When the Batch message is sent, the memory block it holds will be returned to the free, so that when the later Batch applies for the memory block, it will not create a new ByteBuffer, but can take it from the free, thus avoiding the problem of the memory block being reclaimed by JVM.

Next, let's analyze how to apply for memory and return memory.

1. Apply for memory

Apply for access to memory:

Org.apache.kafka.clients.producer.internals.BufferPool#allocate

1) sufficient memory

When a user requests for memory, if he discovers that there is free memory in the free, he or she will take it directly:

If (size = = poolableSize & &! this.free.isEmpty ()) {return this.free.pollFirst ();}

The size here is the requested memory size, which is equal to Math.max (this.batchSize, AbstractRecords.estimateSizeInBytesUpperBound (maxUsableMagic, compression, key, value, headers))

That is, if your message size is less than batchSize, the memory size of the application is batchSize, then the above logic is that if the memory size of the application is equal to batchSize and the free is not idle, it will be obtained directly from free.

Let's think about it: why does Kafka have to apply for memory equal to batchSize in order to get free blocks of memory from free?

As mentioned earlier, the memory block size of the buffer pool is fixed, which is equal to batchSize. If the applied memory is larger than batchSize, it means that a message needs to store more memory than the memory block, so if it does not meet the demand, what if it is not satisfied with the needs of the group?
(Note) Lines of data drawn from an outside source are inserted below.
//! Demand and price level classification for the route cards.

use crate::api::{ThresholdBands, ThresholdMetric, ThresholdReport, TrendLevel};

/// Average group volume bands.
pub const DEMAND_BANDS: ThresholdBands = ThresholdBands {
    very_low: 30.0,
    low: 50.0,
    medium: 70.0,
    high: 100.0,
};

/// Average product price bands.
pub const PRICE_BANDS: ThresholdBands = ThresholdBands {
    very_low: 500.0,
    low: 1000.0,
    medium: 3000.0,
    high: 4000.0,
};

pub fn bands_for(metric: ThresholdMetric) -> ThresholdBands {
    match metric {
        ThresholdMetric::Demand => DEMAND_BANDS,
        ThresholdMetric::Price => PRICE_BANDS,
    }
}

/// Place `value` in its band. Values at or above `high` are `VeryHigh`.
pub fn classify(value: f64, bands: &ThresholdBands) -> TrendLevel {
    if value < bands.very_low {
        TrendLevel::VeryLow
    } else if value < bands.low {
        TrendLevel::Low
    } else if value < bands.medium {
        TrendLevel::Medium
    } else if value < bands.high {
        TrendLevel::High
    } else {
        TrendLevel::VeryHigh
    }
}

pub fn classify_demand(value: f64) -> TrendLevel {
    classify(value, &DEMAND_BANDS)
}

pub fn classify_price(value: f64) -> TrendLevel {
    classify(value, &PRICE_BANDS)
}

/// Classify whichever of demand and price are present.
pub fn threshold_report(demand: Option<f64>, price: Option<f64>) -> ThresholdReport {
    ThresholdReport {
        demand: demand.map(classify_demand),
        price: price.map(classify_price),
    }
}
//! Data Transfer Objects for the HTTP API.
//!
//! Response bodies for the visualization endpoints are the types in
//! [`crate::api`]; this module holds request bodies, query parameters and
//! the few responses that only exist at the HTTP layer.

use serde::{Deserialize, Serialize};

pub use crate::api::{
    DatasetInfo, PredictionDay, RouteDate, ThresholdReport, TravelHistory, TravelPosition,
    TravelStats,
};
use crate::models::TravelCollection;

/// Request body for storing a travel collection.
#[derive(Debug, Clone, Serialize, Deserialize)]
pub struct CreateDatasetRequest {
    /// Name for the dataset
    pub name: String,
    /// Travels in the fixture format
    pub travels: TravelCollection,
}

/// Request body for storing an adapted prediction timeline.
#[derive(Debug, Clone, Serialize, Deserialize)]
pub struct CreatePredictionRequest {
    /// Name for the dataset
    pub name: String,
    /// Route the prediction is for; becomes the travel name
    pub route: String,
    #[serde(default)]
    pub description: String,
    pub days: Vec<PredictionDay>,
}

/// Request body for stats over a caller-supplied collection.
#[derive(Debug, Clone, Serialize, Deserialize)]
pub struct StatsRequest {
    #[serde(default)]
    pub progress: f64,
    pub travels: TravelCollection,
}

/// Query parameters carrying a slider position.
#[derive(Debug, Clone, Serialize, Deserialize, Default)]
pub struct ProgressQuery {
    /// Slider position, `0` when omitted
    #[serde(default)]
    pub progress: Option<f64>,
}

/// Query parameters for threshold classification.
#[derive(Debug, Clone, Serialize, Deserialize, Default)]
pub struct ThresholdQuery {
    #[serde(default)]
    pub demand: Option<f64>,
    #[serde(default)]
    pub price: Option<f64>,
}

/// Health check response.
#[derive(Debug, Clone, Serialize, Deserialize)]
pub struct HealthResponse {
    /// Status of the service
    pub status: String,
    /// Version of the API
    pub version: String,
    /// Repository status
    pub datasets: String,
}

/// Dataset list response.
#[derive(Debug, Clone, Serialize, Deserialize)]
pub struct DatasetListResponse {
    pub datasets: Vec<DatasetInfo>,
    pub total: usize,
}
//! Router configuration for the HTTP API.
//!
//! This module sets up all routes, middleware (CORS, compression, tracing),
//! and creates the axum router ready for serving.

use axum::{
    extract::DefaultBodyLimit,
    routing::{get, post},
    Router,
};
use tower_http::{
    compression::CompressionLayer,
    cors::{Any, CorsLayer},
    trace::TraceLayer,
};

use super::handlers;
use super::state::AppState;

/// Create the main application router with all routes and middleware.
pub fn create_router(state: AppState) -> Router {
    // CORS configuration - permissive for development, should be restricted in production
    let cors = CorsLayer::new()
        .allow_origin(Any)
        .allow_methods(Any)
        .allow_headers(Any);

    let api_v1 = Router::new()
        // Datasets
        .route(
            "/datasets",
            get(handlers::list_datasets).post(handlers::create_dataset),
        )
        .route(
            "/datasets/predictions",
            post(handlers::create_prediction_dataset),
        )
        // Visualization endpoints
        .route("/datasets/{dataset_id}/stats", get(handlers::get_stats))
        .route("/datasets/{dataset_id}/history", get(handlers::get_history))
        .route(
            "/datasets/{dataset_id}/travels/{name}",
            get(handlers::get_travel_position),
        )
        .route("/stats", post(handlers::post_stats))
        .route("/route-date", get(handlers::get_route_date))
        .route("/thresholds", get(handlers::get_thresholds));

    Router::new()
        .route("/health", get(handlers::health_check))
        .nest("/v1", api_v1)
        .layer(DefaultBodyLimit::max(10 * 1024 * 1024))
        .layer(CompressionLayer::new())
        .layer(TraceLayer::new_for_http())
        .layer(cors)
        .with_state(state)
}
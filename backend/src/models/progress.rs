//! Progress ticks along the observation window.
//!
//! The dashboard slider moves over `0..=100`; ten ticks make one day of the
//! ten-day window.

use chrono::{Duration, NaiveDate};

/// Lowest tick of the observation window.
pub const MIN_TICK: i64 = 0;

/// Highest tick of the observation window.
pub const MAX_TICK: i64 = 100;

/// Ticks per observation day.
pub const TICKS_PER_DAY: i64 = 10;

/// Round a slider position to the tick it selects.
///
/// Halves round up (`2.5 -> 3`, `-2.5 -> -2`), the way the dashboard rounds.
/// The fraction is compared directly since `progress + 0.5` can round up
/// before flooring. Non-finite input saturates through the float-to-int cast.
pub fn round_progress(progress: f64) -> i64 {
    let floor = progress.floor();
    let rounded = if progress - floor >= 0.5 {
        floor + 1.0
    } else {
        floor
    };
    rounded as i64
}

/// Inclusive tick range of the trailing window of `len` ticks ending at
/// `progress`, clipped at tick 0.
pub fn trailing_window(progress: f64, len: i64) -> (i64, i64) {
    let end = round_progress(progress);
    let start = (end - (len - 1)).max(MIN_TICK);
    (start, end)
}

/// Observation day a tick belongs to.
pub fn day_index(progress: f64) -> i64 {
    (progress / TICKS_PER_DAY as f64).floor() as i64
}

/// Calendar date for a slider position, counted in days from `base`.
///
/// `None` when the date falls outside the range `NaiveDate` can hold.
pub fn route_date(base: NaiveDate, progress: f64) -> Option<NaiveDate> {
    let offset = Duration::try_days(day_index(progress))?;
    base.checked_add_signed(offset)
}
//! HTTP error handling and response types.

use axum::{
    http::StatusCode,
    response::{IntoResponse, Response},
    Json,
};
use serde::{Deserialize, Serialize};

use crate::db::repository::RepositoryError;

/// API error response body.
#[derive(Debug, Clone, Serialize, Deserialize)]
pub struct ApiError {
    /// Error code for programmatic handling
    pub code: String,
    /// Human-readable error message
    pub message: String,
    /// Optional additional details
    #[serde(skip_serializing_if = "Option::is_none")]
    pub details: Option<String>,
}

impl ApiError {
    pub fn new(code: impl Into<String>, message: impl Into<String>) -> Self {
        Self {
            code: code.into(),
            message: message.into(),
            details: None,
        }
    }

    pub fn with_details(mut self, details: impl Into<String>) -> Self {
        self.details = Some(details.into());
        self
    }
}

/// Application error type for HTTP handlers.
#[derive(Debug)]
pub enum AppError {
    /// Resource not found
    NotFound(String),
    /// Invalid request (validation error)
    BadRequest(String),
    /// Internal server error
    Internal(String),
    /// Repository error
    Repository(RepositoryError),
}

impl IntoResponse for AppError {
    fn into_response(self) -> Response {
        let (status, error) = match self {
            AppError::NotFound(msg) => (StatusCode::NOT_FOUND, ApiError::new("NOT_FOUND", msg)),
            AppError::BadRequest(msg) => {
                (StatusCode::BAD_REQUEST, ApiError::new("BAD_REQUEST", msg))
            }
            AppError::Internal(msg) => (
                StatusCode::INTERNAL_SERVER_ERROR,
                ApiError::new("INTERNAL_ERROR", msg),
            ),
            AppError::Repository(e) => {
                let details = e.context().to_string();
                let (status, code) = match e {
                    RepositoryError::NotFound { .. } => (StatusCode::NOT_FOUND, "NOT_FOUND"),
                    RepositoryError::ValidationError { .. } => {
                        (StatusCode::BAD_REQUEST, "BAD_REQUEST")
                    }
                    RepositoryError::InternalError { .. } => {
                        (StatusCode::INTERNAL_SERVER_ERROR, "REPOSITORY_ERROR")
                    }
                };
                (status, ApiError::new(code, e.to_string()).with_details(details))
            }
        };

        if status.is_server_error() {
            tracing::error!(code = %error.code, "{}", error.message);
        }

        (status, Json(error)).into_response()
    }
}

impl From<RepositoryError> for AppError {
    fn from(err: RepositoryError) -> Self {
        AppError::Repository(err)
    }
}

impl From<anyhow::Error> for AppError {
    fn from(err: anyhow::Error) -> Self {
        AppError::Internal(err.to_string())
    }
}
//! Fixture loading.

pub mod loaders;

pub use loaders::TravelLoader;
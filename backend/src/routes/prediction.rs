use serde::{Deserialize, Serialize};

// =========================================================
// Prediction timeline types
// =========================================================

/// One day of a live price/demand prediction for a route.
#[derive(Debug, Clone, Copy, PartialEq, Serialize, Deserialize)]
pub struct PredictionDay {
    /// Day index within the ten-day window.
    pub day: i64,
    #[serde(default)]
    pub price: Option<f64>,
    #[serde(default, alias = "avg_demand")]
    pub demand: Option<f64>,
}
Let's move on to the analysis:

/ / now check if the request is immediately satisfiable with the// memory on hand or if we need to blockint freeListSize = freeSize () * this.poolableSize;if (this.nonPooledAvailableMemory + freeListSize > = size) {/ / we have enough unallocated or pooled memory to immediately / / satisfy the request, but need to allocate the buffer freeUp (size); this.nonPooledAvailableMemory-= size;}

FreeListSize: refers to the total size of free memory blocks allocated and reclaimed in the free

NonPooledAvailableMemory: the unallocated free memory in the buffer pool, where the newly requested memory block gets the memory value.

This.nonPooledAvailableMemory + freeListSize: the total free memory space in the buffer pool.

If the memory space of the buffer pool is larger than the requested memory size, the freeUp (size); method is called, and then the free memory size is subtracted from the requested memory size.

Private void freeUp (int size) {while (! this.free.isEmpty () & & this.nonPooledAvailableMemory < size) this.nonPooledAvailableMemory + = this.free.pollLast () .capacity ();}

FreeUp is an interesting method, and its idea goes like this:

If the unallocated memory size is smaller than the requested memory, you can only recover the memory space from the allocated memory list free until the nonPooledAvailableMemory is larger than the requested memory.

2) insufficient memory

In my "Kafka Producer asynchronously sends messages can also block?" "it is also mentioned in this article that when the memory block of the buffer pool is used up, the message append call will be blocked until there are free memory blocks.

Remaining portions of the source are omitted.